### Directions
All of the records must be repeated exactly.

===== Data records =====

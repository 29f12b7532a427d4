use std::sync::atomic::{AtomicBool, Ordering};
use serde::{Serialize, Deserialize};
use crate::core::oscillator::{Envelope, PulseWidthAutomation, Waveform};
use super::params::{AtomicEnum, AtomicF32};

pub const CHANNEL_COUNT: usize = 16;

/// Plain copy of one channel's timbre, used for configuration and as the
/// per-chunk view the renderer works from.
#[derive(Debug, Clone, Copy, PartialEq, Serialize, Deserialize)]
#[serde(default, rename_all = "camelCase")]
pub struct ChannelSettings {
    pub waveform: Waveform,
    pub volume: f32,
    pub pan: f32,
    pub pulse_width: f32,
    pub envelope: Envelope,
    pub pulse_width_automation: PulseWidthAutomation,
}

impl Default for ChannelSettings {
    fn default() -> Self {
        Self {
            waveform: Waveform::Pulse,
            volume: 0.5,
            pan: 0.0,
            pulse_width: 0.5,
            envelope: Envelope::default(),
            pulse_width_automation: PulseWidthAutomation::default(),
        }
    }
}

/// Live timbre slot of one MIDI channel. Each field is written independently.
#[derive(Debug)]
pub struct ChannelTimbre {
    waveform: AtomicEnum<Waveform>,
    volume: AtomicF32,
    pan: AtomicF32,
    pulse_width: AtomicF32,

    envelope_enabled: AtomicBool,
    attack: AtomicF32,
    decay: AtomicF32,
    sustain: AtomicF32,
    release: AtomicF32,

    pwm_enabled: AtomicBool,
    pwm_start: AtomicF32,
    pwm_stop: AtomicF32,
    pwm_bounce: AtomicBool,
    pwm_bounce_period: AtomicF32,
}

impl ChannelTimbre {
    pub fn new(settings: &ChannelSettings) -> Self {
        let env = &settings.envelope;
        let pwm = &settings.pulse_width_automation;
        Self {
            waveform: AtomicEnum::new(settings.waveform),
            volume: AtomicF32::new(settings.volume),
            pan: AtomicF32::new(settings.pan.clamp(-1.0, 1.0)),
            pulse_width: AtomicF32::new(settings.pulse_width),
            envelope_enabled: AtomicBool::new(env.enabled),
            attack: AtomicF32::new(env.attack),
            decay: AtomicF32::new(env.decay),
            sustain: AtomicF32::new(env.sustain),
            release: AtomicF32::new(env.release),
            pwm_enabled: AtomicBool::new(pwm.enabled),
            pwm_start: AtomicF32::new(pwm.start),
            pwm_stop: AtomicF32::new(pwm.stop),
            pwm_bounce: AtomicBool::new(pwm.bounce),
            pwm_bounce_period: AtomicF32::new(pwm.bounce_period),
        }
    }

    /// Builds the fixed table of all channels with default settings.
    pub fn table() -> [ChannelTimbre; CHANNEL_COUNT] {
        let defaults = ChannelSettings::default();
        std::array::from_fn(|_| ChannelTimbre::new(&defaults))
    }

    pub fn set_waveform(&self, waveform: Waveform) {
        self.waveform.store(waveform);
    }

    pub fn set_volume(&self, volume: f32) {
        self.volume.store(volume.max(0.0));
    }

    pub fn set_pan(&self, pan: f32) {
        self.pan.store(pan.clamp(-1.0, 1.0));
    }

    pub fn set_pulse_width(&self, width: f32) {
        self.pulse_width.store(width);
    }

    pub fn set_envelope(&self, envelope: &Envelope) {
        self.envelope_enabled.store(envelope.enabled, Ordering::Relaxed);
        self.attack.store(envelope.attack);
        self.decay.store(envelope.decay);
        self.sustain.store(envelope.sustain.clamp(0.0, 1.0));
        self.release.store(envelope.release);
    }

    pub fn set_pulse_width_automation(&self, pwm: &PulseWidthAutomation) {
        self.pwm_enabled.store(pwm.enabled, Ordering::Relaxed);
        self.pwm_start.store(pwm.start);
        self.pwm_stop.store(pwm.stop);
        self.pwm_bounce.store(pwm.bounce, Ordering::Relaxed);
        self.pwm_bounce_period.store(pwm.bounce_period);
    }

    pub fn apply(&self, settings: &ChannelSettings) {
        self.set_waveform(settings.waveform);
        self.set_volume(settings.volume);
        self.set_pan(settings.pan);
        self.set_pulse_width(settings.pulse_width);
        self.set_envelope(&settings.envelope);
        self.set_pulse_width_automation(&settings.pulse_width_automation);
    }

    pub fn snapshot(&self) -> ChannelSettings {
        ChannelSettings {
            waveform: self.waveform.load(),
            volume: self.volume.load(),
            pan: self.pan.load(),
            pulse_width: self.pulse_width.load(),
            envelope: Envelope {
                enabled: self.envelope_enabled.load(Ordering::Relaxed),
                attack: self.attack.load(),
                decay: self.decay.load(),
                sustain: self.sustain.load(),
                release: self.release.load(),
            },
            pulse_width_automation: PulseWidthAutomation {
                enabled: self.pwm_enabled.load(Ordering::Relaxed),
                start: self.pwm_start.load(),
                stop: self.pwm_stop.load(),
                bounce: self.pwm_bounce.load(Ordering::Relaxed),
                bounce_period: self.pwm_bounce_period.load(),
            },
        }
    }
}

#[cfg(test)]
mod tests {
    use super::*;

    #[test]
    fn test_table_uses_defaults() {
        let table = ChannelTimbre::table();
        assert_eq!(table.len(), CHANNEL_COUNT);
        for channel in &table {
            assert_eq!(channel.snapshot(), ChannelSettings::default());
        }
    }

    #[test]
    fn test_apply_then_snapshot() {
        let channel = ChannelTimbre::new(&ChannelSettings::default());
        let settings = ChannelSettings {
            waveform: Waveform::Sawtooth,
            volume: 0.9,
            pan: -0.25,
            pulse_width: 0.125,
            envelope: Envelope { enabled: true, attack: 0.2, decay: 0.3, sustain: 0.4, release: 0.5 },
            pulse_width_automation: PulseWidthAutomation {
                enabled: true,
                start: 0.2,
                stop: 0.8,
                bounce: true,
                bounce_period: 0.5,
            },
        };
        channel.apply(&settings);
        assert_eq!(channel.snapshot(), settings);
    }

    #[test]
    fn test_pan_and_sustain_are_clamped() {
        let channel = ChannelTimbre::new(&ChannelSettings::default());
        channel.set_pan(3.0);
        channel.set_envelope(&Envelope { sustain: 1.5, ..Envelope::default() });
        let snapshot = channel.snapshot();
        assert_eq!(snapshot.pan, 1.0);
        assert_eq!(snapshot.envelope.sustain, 1.0);
    }
}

=====

### Solved problem
repository 29f12b7532a427d4
use std::sync::atomic::{AtomicBool, Ordering};
use serde::{Serialize, Deserialize};
use crate::core::oscillator::{Envelope, PulseWidthAutomation, Waveform};
use super::params::{AtomicEnum, AtomicF32};

pub const CHANNEL_COUNT: usize = 16;

/// Plain copy of one channel's timbre, used for configuration and as the
/// per-chunk view the renderer works from.
#[derive(Debug, Clone, Copy, PartialEq, Serialize, Deserialize)]
#[serde(default, rename_all = "camelCase")]
pub struct ChannelSettings {
    pub waveform: Waveform,
    pub volume: f32,
    pub pan: f32,
    pub pulse_width: f32,
    pub envelope: Envelope,
    pub pulse_width_automation: PulseWidthAutomation,
}

impl Default for ChannelSettings {
    fn default() -> Self {
        Self {
            waveform: Waveform::Pulse,
            volume: 0.5,
            pan: 0.0,
            pulse_width: 0.5,
            envelope: Envelope::default(),
            pulse_width_automation: PulseWidthAutomation::default(),
        }
    }
}

/// Live timbre slot of one MIDI channel. Each field is written independently.
#[derive(Debug)]
pub struct ChannelTimbre {
    waveform: AtomicEnum<Waveform>,
    volume: AtomicF32,
    pan: AtomicF32,
    pulse_width: AtomicF32,

    envelope_enabled: AtomicBool,
    attack: AtomicF32,
    decay: AtomicF32,
    sustain: AtomicF32,
    release: AtomicF32,

    pwm_enabled: AtomicBool,
    pwm_start: AtomicF32,
    pwm_stop: AtomicF32,
    pwm_bounce: AtomicBool,
    pwm_bounce_period: AtomicF32,
}

impl ChannelTimbre {
    pub fn new(settings: &ChannelSettings) -> Self {
        let env = &settings.envelope;
        let pwm = &settings.pulse_width_automation;
        Self {
            waveform: AtomicEnum::new(settings.waveform),
            volume: AtomicF32::new(settings.volume),
            pan: AtomicF32::new(settings.pan.clamp(-1.0, 1.0)),
            pulse_width: AtomicF32::new(settings.pulse_width),
            envelope_enabled: AtomicBool::new(env.enabled),
            attack: AtomicF32::new(env.attack),
            decay: AtomicF32::new(env.decay),
            sustain: AtomicF32::new(env.sustain),
            release: AtomicF32::new(env.release),
            pwm_enabled: AtomicBool::new(pwm.enabled),
            pwm_start: AtomicF32::new(pwm.start),
            pwm_stop: AtomicF32::new(pwm.stop),
            pwm_bounce: AtomicBool::new(pwm.bounce),
            pwm_bounce_period: AtomicF32::new(pwm.bounce_period),
        }
    }

    /// Builds the fixed table of all channels with default settings.
    pub fn table() -> [ChannelTimbre; CHANNEL_COUNT] {
        let defaults = ChannelSettings::default();
        std::array::from_fn(|_| ChannelTimbre::new(&defaults))
    }

    pub fn set_waveform(&self, waveform: Waveform) {
        self.waveform.store(waveform);
    }

    pub fn set_volume(&self, volume: f32) {
        self.volume.store(volume.max(0.0));
    }

    pub fn set_pan(&self, pan: f32) {
        self.pan.store(pan.clamp(-1.0, 1.0));
    }

    pub fn set_pulse_width(&self, width: f32) {
        self.pulse_width.store(width);
    }

    pub fn set_envelope(&self, envelope: &Envelope) {
        self.envelope_enabled.store(envelope.enabled, Ordering::Relaxed);
        self.attack.store(envelope.attack);
        self.decay.store(envelope.decay);
        self.sustain.store(envelope.sustain.clamp(0.0, 1.0));
        self.release.store(envelope.release);
    }

    pub fn set_pulse_width_automation(&self, pwm: &PulseWidthAutomation) {
        self.pwm_enabled.store(pwm.enabled, Ordering::Relaxed);
        self.pwm_start.store(pwm.start);
        self.pwm_stop.store(pwm.stop);
        self.pwm_bounce.store(pwm.bounce, Ordering::Relaxed);
        self.pwm_bounce_period.store(pwm.bounce_period);
    }

    pub fn apply(&self, settings: &ChannelSettings) {
        self.set_waveform(settings.waveform);
        self.set_volume(settings.volume);
        self.set_pan(settings.pan);
        self.set_pulse_width(settings.pulse_width);
        self.set_envelope(&settings.envelope);
        self.set_pulse_width_automation(&settings.pulse_width_automation);
    }

    pub fn snapshot(&self) -> ChannelSettings {
        ChannelSettings {
            waveform: self.waveform.load(),
            volume: self.volume.load(),
            pan: self.pan.load(),
            pulse_width: self.pulse_width.load(),
            envelope: Envelope {
                enabled: self.envelope_enabled.load(Ordering::Relaxed),
                attack: self.attack.load(),
                decay: self.decay.load(),
                sustain: self.sustain.load(),
                release: self.release.load(),
            },
            pulse_width_automation: PulseWidthAutomation {
                enabled: self.pwm_enabled.load(Ordering::Relaxed),
                start: self.pwm_start.load(),
                stop: self.pwm_stop.load(),
                bounce: self.pwm_bounce.load(Ordering::Relaxed),
                bounce_period: self.pwm_bounce_period.load(),
            },
        }
    }
}

#[cfg(test)]
mod tests {
    use super::*;

    #[test]
    fn test_table_uses_defaults() {
        let table = ChannelTimbre::table();
        assert_eq!(table.len(), CHANNEL_COUNT);
        for channel in &table {
            assert_eq!(channel.snapshot(), ChannelSettings::default());
        }
    }

    #[test]
    fn test_apply_then_snapshot() {
        let channel = ChannelTimbre::new(&ChannelSettings::default());
        let settings = ChannelSettings {
            waveform: Waveform::Sawtooth,
            volume: 0.9,
            pan: -0.25,
            pulse_width: 0.125,
            envelope: Envelope { enabled: true, attack: 0.2, decay: 0.3, sustain: 0.4, release: 0.5 },
            pulse_width_automation: PulseWidthAutomation {
                enabled: true,
                start: 0.2,
                stop: 0.8,
                bounce: true,
                bounce_period: 0.5,
            },
        };
        channel.apply(&settings);
        assert_eq!(channel.snapshot(), settings);
    }

    #[test]
    fn test_pan_and_sustain_are_clamped() {
        let channel = ChannelTimbre::new(&ChannelSettings::default());
        channel.set_pan(3.0);
        channel.set_envelope(&Envelope { sustain: 1.5, ..Envelope::default() });
        let snapshot = channel.snapshot();
        assert_eq!(snapshot.pan, 1.0);
        assert_eq!(snapshot.envelope.sustain, 1.0);
    }
}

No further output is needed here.